Revealing the cover for ‘Conflagration’… specially commissioned from Misanthropic Art…
Details of the book:
Title: CONFLAGRATION
Author: D.P. Watt
Published in the Mount Abraxas series by Ex Occidente Press, Bucharest
Book size: 24,5 cm x 24,5 cm
Wrap-up Illustration Cover by Misanthropic Art
Limited to: 83 hand-numbered copies (plus author’s copies)
Release date: late March, 2016
As of 15th March only 17 copies remain available at 90 Euros each,
available directly from Ex Occidente Press at exoccidente@gmail.com
Conflagration
Immoral Vignettes
by
D.P.Watt
This is not a manifesto; it is a dance of desire.
You know the old days are over; the playing with costumes and the giggling with make-up; the green room banter and the old rivalries; the useless mantelpiece acting and the puffing on chalk cigarettes. The wonderful baritones have degenerated into wheezes and groans; even the audiences are aged and their eyes no longer distinguish the players—all has homogenised into a colourful blur; widow Twankey has fused with the castle door frame and the props are dust in your hands. The old days are over, burn your photo-albums! The playbills have been whitewashed and their ridiculous names are now just a smutty rumour.
This is not a manifesto; it is a hymn to eternity.
Pray to the clowns and the troubadours.
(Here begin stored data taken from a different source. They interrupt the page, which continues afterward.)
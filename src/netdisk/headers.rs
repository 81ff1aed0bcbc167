// 浏览器请求头
//
// 网盘接口会拒绝缺少浏览器特征的请求，所有请求都需带上这些头

use anyhow::{Context, Result};
use reqwest::header::{
    HeaderMap, HeaderName, HeaderValue, ACCEPT, ACCEPT_LANGUAGE, CACHE_CONTROL, CONTENT_TYPE,
    ORIGIN, PRAGMA, REFERER, USER_AGENT,
};

/// 默认 PC 浏览器 User-Agent
pub const DEFAULT_USER_AGENT: &str = "Mozilla/5.0 (Windows NT 10.0; Win64; x64) AppleWebKit/537.36 (KHTML, like Gecko) Chrome/120.0.0.0 Safari/537.36";

/// 浏览器请求头配置
#[derive(Debug, Clone, PartialEq, Eq)]
pub struct BrowserHeaders {
    pub user_agent: String,
    pub accept_language: String,
    /// 网盘 Web 前端地址
    pub origin: String,
    pub referer: String,
}

impl BrowserHeaders {
    /// 夸克网盘 Web 端请求头
    pub fn quark() -> Self {
        Self {
            user_agent: DEFAULT_USER_AGENT.to_string(),
            accept_language: "zh-CN,zh;q=0.9".to_string(),
            origin: "https://pan.quark.cn".to_string(),
            referer: "https://pan.quark.cn/".to_string(),
        }
    }

    /// 访问网页（跟随重定向）用的请求头
    pub fn page_headers(&self) -> Result<HeaderMap> {
        let mut headers = HeaderMap::new();
        insert(&mut headers, USER_AGENT, &self.user_agent)?;
        insert(
            &mut headers,
            ACCEPT,
            "text/html,application/xhtml+xml,application/xml;q=0.9,*/*;q=0.8",
        )?;
        insert(&mut headers, ACCEPT_LANGUAGE, &self.accept_language)?;
        Ok(headers)
    }

    /// 调用网盘 API 用的请求头
    pub fn api_headers(&self) -> Result<HeaderMap> {
        let mut headers = HeaderMap::new();
        insert(&mut headers, USER_AGENT, &self.user_agent)?;
        insert(&mut headers, ACCEPT, "application/json, text/plain, */*")?;
        insert(&mut headers, ACCEPT_LANGUAGE, &self.accept_language)?;
        insert(&mut headers, CACHE_CONTROL, "no-cache")?;
        insert(&mut headers, PRAGMA, "no-cache")?;
        insert(&mut headers, ORIGIN, &self.origin)?;
        insert(&mut headers, REFERER, &self.referer)?;
        Ok(headers)
    }

    /// 以 JSON 提交的 API 请求头
    pub fn json_api_headers(&self) -> Result<HeaderMap> {
        let mut headers = self.api_headers()?;
        insert(&mut headers, CONTENT_TYPE, "application/json")?;
        Ok(headers)
    }
}

impl Default for BrowserHeaders {
    fn default() -> Self {
        Self::quark()
    }
}

fn insert(headers: &mut HeaderMap, name: HeaderName, value: &str) -> Result<()> {
    let header_value = HeaderValue::from_str(value)
        .with_context(|| format!("无效的请求头 {}: {:?}", name, value))?;
    headers.insert(name, header_value);
    Ok(())
}
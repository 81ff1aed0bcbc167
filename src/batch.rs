// 批量检测
//
// 一次执行中的所有链接并发检测，各平台的限流器仍然生效

use anyhow::{Context, Result};
use futures::stream::{self, StreamExt};
use serde::Serialize;
use std::collections::HashSet;
use tracing::{info, warn};

use crate::checker::{CheckResult, CheckerRegistry};
use crate::task::{TaskExecution, TaskRepository};

/// 单条链接的检测结果
#[derive(Debug, Clone, PartialEq, Eq, Serialize)]
pub struct LinkOutcome {
    pub link: String,
    #[serde(flatten)]
    pub result: CheckResult,
}

/// 一次批量检测的结果
#[derive(Debug, Clone, Serialize)]
pub struct BatchOutcome {
    pub execution: TaskExecution,
    /// 与输入顺序一致（去重后）
    pub results: Vec<LinkOutcome>,
}

impl BatchOutcome {
    pub fn invalid(&self) -> impl Iterator<Item = &LinkOutcome> {
        self.results.iter().filter(|o| !o.result.valid)
    }

    pub fn all_valid(&self) -> bool {
        self.execution.invalid_count == 0
    }
}

/// 去掉空行和重复链接，保持首次出现的顺序
pub fn dedupe_links<I, S>(links: I) -> Vec<String>
where
    I: IntoIterator<Item = S>,
    S: AsRef<str>,
{
    let mut seen = HashSet::new();
    links
        .into_iter()
        .map(|l| l.as_ref().trim().to_string())
        .filter(|l| !l.is_empty())
        .filter(|l| seen.insert(l.clone()))
        .collect()
}

/// 批量检测链接
///
/// `max_in_flight` 只限制同时存在的检测任务数，真正的请求并发由各平台限流器控制
pub async fn check_batch<I, S>(
    registry: &CheckerRegistry,
    task_id: u64,
    links: I,
    max_in_flight: usize,
) -> BatchOutcome
where
    I: IntoIterator<Item = S>,
    S: AsRef<str>,
{
    let links = dedupe_links(links);
    let mut execution = TaskExecution::start(task_id, links.len() as u64);
    info!("开始批量检测: task_id={}, 链接数={}", task_id, links.len());

    let mut results: Vec<(usize, LinkOutcome)> = stream::iter(links.into_iter().enumerate())
        .map(|(index, link)| async move {
            let result = registry.check(&link).await;
            (index, LinkOutcome { link, result })
        })
        .buffer_unordered(max_in_flight.max(1))
        .collect()
        .await;
    results.sort_by_key(|(index, _)| *index);

    let results: Vec<LinkOutcome> = results.into_iter().map(|(_, outcome)| outcome).collect();
    for outcome in &results {
        execution.record(&outcome.result);
    }
    execution.finish(None);

    info!(
        "批量检测完成: task_id={}, 有效={}, 无效={}, 耗时={:?}ms",
        task_id, execution.valid_count, execution.invalid_count, execution.execution_duration_ms
    );

    BatchOutcome { execution, results }
}

/// 执行批量检测并保存执行记录
///
/// 检测开始前先保存一条 running 记录，结束后更新
pub async fn run_execution<I, S>(
    registry: &CheckerRegistry,
    repository: &dyn TaskRepository,
    task_id: u64,
    links: I,
    max_in_flight: usize,
) -> Result<BatchOutcome>
where
    I: IntoIterator<Item = S>,
    S: AsRef<str>,
{
    let links = dedupe_links(links);
    let pending = TaskExecution::start(task_id, links.len() as u64);
    let id = repository
        .save_execution(&pending)
        .await
        .context("保存执行记录失败")?;

    let mut outcome = check_batch(registry, task_id, links, max_in_flight).await;
    outcome.execution.id = id;

    if let Err(e) = repository.save_execution(&outcome.execution).await {
        warn!("更新执行记录失败: id={}, 错误: {:#}", id, e);
        return Err(e.context("更新执行记录失败"));
    }

    Ok(outcome)
}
Worship in the stalls of the music halls and venerate the Punch and Judy booths. Let the puppets man the barricades; they are immortal, no bullet can harm them. Every harsh word screamed at the dancing bear is met with only a blank stare. In the heart of the inferno the girls still spring lithely upon the trapeze. The true theatre of ages is as ancient as a glacier and will freeze any heart as it adores the marvellous.
This is not a manifesto; it is a love song.
What was this terror, theatre? It was the soul of humanity; mystery, bodies in torment and flux. What is this luxury, theatre? It is a place in-between; the eruption of the crude and the incredible. Theatre? Cardboard and twine; rose petals and violins. Blood and betrayal; hope and empires. Sun and candlelight; oil on water and the magic of sweat.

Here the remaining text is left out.